Well done, that man!

http://www.youtube.com/watch?v=axk76-LS6uc&feature=related

http://www.youtube.com/watch?v=ohkwNBPE4tQ

http://www.youtube.com/watch?v=1Lp_vjXFB2E&feature=related

http://www.youtube.com/watch?v=X_LFJFTq-_Q&feature=related

http://www.youtube.com/watch?v=_Px0wErIeJI&feature=related

http://www.youtube.com/watch?v=j4BzfRxZVEc&feature=related

http://www.youtube.com/watch?v=OEvSHkkvqwg&feature=related

http://www.youtube.com/watch?v=w5TFJu0Vjps&feature=related

http://www.youtube.com/watch?v=VBWi2GL2CTc&feature=related

It is an old one but
the second clip is REALLY hillarious! :slight_smile:

Agreed.

It is still a pisser! :smiley:

P.S. Good to see that the self inflating vests work in mud. :smiley:

Yeah, well, the Holocaust topped the whopping 6 million figure but after that it didn’t have an active subscriber base, so why don’t you just go and stick your head up a dead bear’s bum and inhale bear shit fumes until you overdose on that massive add-on feature, numb nuts?

Yeah, that was an army unit demonstrating that beach recce is still important. That video is nearly 5 years old though…

Auch…that one with the soldier loading the gun…must hurt.:shock:

I think he is singing in the military choir now, the high parts…

Yea, but everyone was just standing there like nothing happend

Japanese indifference I suppose.

If that loader didn’t end up with a fractured pelvis or internal organ damage he was doing well.

Anyone know what he did to make the gun fire? I’m so out of date that I expect a lanyard on a gun.
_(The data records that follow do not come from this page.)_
//! Engine operation benchmarks.

use caskdb_core::{Config, Engine};
use criterion::{black_box, criterion_group, criterion_main, BenchmarkId, Criterion, Throughput};
use rand::Rng;
use tempfile::TempDir;

/// Generate random data of the specified size.
fn random_data(size: usize) -> Vec<u8> {
    let mut rng = rand::thread_rng();
    (0..size).map(|_| rng.gen()).collect()
}

fn open_engine() -> (TempDir, Engine) {
    let dir = tempfile::tempdir().unwrap();
    let engine = Engine::open_with_config(dir.path(), Config::default().compaction(false)).unwrap();
    (dir, engine)
}

/// Benchmark single key writes.
fn bench_set(c: &mut Criterion) {
    let mut group = c.benchmark_group("set");

    for size in [64, 256, 1024, 4096].iter() {
        group.throughput(Throughput::Bytes(*size as u64));
        group.bench_with_input(BenchmarkId::from_parameter(size), size, |b, &size| {
            let (_dir, engine) = open_engine();
            let data = random_data(size);
            let mut i = 0u64;

            b.iter(|| {
                let key = format!("key-{i}");
                i += 1;
                engine.set(key.as_bytes(), black_box(&data)).unwrap();
            });
        });
    }
    group.finish();
}

/// Benchmark overwriting a small hot key set.
fn bench_overwrite(c: &mut Criterion) {
    c.bench_function("overwrite", |b| {
        let (_dir, engine) = open_engine();
        let data = random_data(256);
        let mut i = 0u64;

        b.iter(|| {
            let key = format!("hot-{}", i % 16);
            i += 1;
            engine.set(key.as_bytes(), black_box(&data)).unwrap();
        });
    });
}

/// Benchmark point reads.
fn bench_get(c: &mut Criterion) {
    let mut group = c.benchmark_group("get");

    for key_count in [100, 1000, 10000].iter() {
        group.bench_with_input(
            BenchmarkId::from_parameter(key_count),
            key_count,
            |b, &count| {
                let (_dir, engine) = open_engine();
                for i in 0..count {
                    engine.set(format!("key-{i}").as_bytes(), &random_data(256)).unwrap();
                }
                engine.flush_all().unwrap();
                let mut rng = rand::thread_rng();

                b.iter(|| {
                    let key = format!("key-{}", rng.gen_range(0..count));
                    let value = engine.get(black_box(key.as_bytes())).unwrap();
                    black_box(value);
                });
            },
        );
    }
    group.finish();
}

/// Benchmark key deletion.
fn bench_delete(c: &mut Criterion) {
    c.bench_function("delete", |b| {
        let (_dir, engine) = open_engine();
        let mut i = 0u64;

        b.iter_batched(
            || {
                let key = format!("key-{i}");
                i += 1;
                engine.set(key.as_bytes(), &random_data(64)).unwrap();
                key
            },
            |key| {
                engine.delete(black_box(key.as_bytes())).unwrap();
            },
            criterion::BatchSize::SmallInput,
        );
    });
}

/// Benchmark a forced merge of half-dead segments.
fn bench_merge(c: &mut Criterion) {
    c.bench_function("merge_1000_keys", |b| {
        b.iter_batched(
            || {
                let dir = tempfile::tempdir().unwrap();
                let config = Config::default()
                    .compaction(false)
                    .max_segment_size(16 * 1024)
                    .merge_pause(std::time::Duration::ZERO);
                let engine = Engine::open_with_config(dir.path(), config).unwrap();
                for round in 0..2 {
                    for i in 0..1000 {
                        let value = format!("value-{round}-{i}");
                        engine.set(format!("key-{i}").as_bytes(), value.as_bytes()).unwrap();
                    }
                }
                (dir, engine)
            },
            |(_dir, engine)| {
                let result = engine.merge().unwrap();
                black_box(result);
            },
            criterion::BatchSize::PerIteration,
        );
    });
}

criterion_group!(
    benches,
    bench_set,
    bench_overwrite,
    bench_get,
    bench_delete,
    bench_merge,
);
criterion_main!(benches);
He didn’t look too confident in loading it so I assume he lacked experience.

Looks like a fault on the weapon - it fired immediately the round was home, so the problem is likely along the lines of the firing pin being damaged and stuck in the “fire” position.

It didn’t fire when the round was home, in the sense of the loader putting it in, but when he finishes his upward hand movement. Is that the final movement in locking the breech, on whatever weapon it is?

How would that put a firing pin into the primer when it looks like the locking plate is in a groove that slides up behind the shell? Or does it cant forward in the final stage?

Obviously I know nothing about artillery, so I’d like to work out what happened.

Note also the bloke top left with yellow helmet and red flag, which suggests iinstructor or controller to give fire order and that the action is completely unexpected.

I’d assume so - IIRC artillery rounds using brass cases are centrefire, so cannot fire without the breech being fully home. That final hand movement was presumably him closing the breech.

Where’s Tony Williams when you need him?

Unless, and I can’t pick it up from the video, his hand continued above the breech and hit something in the region of that square thingy above the breech, which maybe is where a lanyard should go?

But, if so, why isn’t a gun number standing to one side and hanging on to a lanyard?

Given the recoil, it’s difficult to understand how the gun should be fired normally by someone touching something in the region where the poor bastard who actually fired it touched it.

A verticle sliding wedge breech retracts the firing pin when it travels down (open) and when it reaches the fully closed position, it should remain in the retracted,(cocked) position if its a percussive ignition system. If it is electrically fired, the firing pin will be driven into the primer upon lock up, making it ready to fire that round.
It seems either there is a fault in the pin mechanism, or safety mechanism, (probably a loose nut behind the breech) As he slams the round into the chamber, the ejectors will unlock the breech, allowing it to fly up to closed/locked pos. Someone “F’d” up big time… One should never stand directly behind the breech when loading, just for this reason. The gun Capt. should have stopped this guy.

By the way the gun look like a 57 mm american M1.

TG

Thanks for that.

When you say he slams the round into the chamber, do mean when he pushes it in by hand or the final movement of pushing up the breech locking mechanism, which I assume performs essentially the same function as a bolt in a rifle, which seems to fire it in the video?

Does hitting the ejectors with the hand pushed round release the breech and it just springs up so they have to get their hand out of the way and it locks automatically, or is there a final hand motion required to lock it?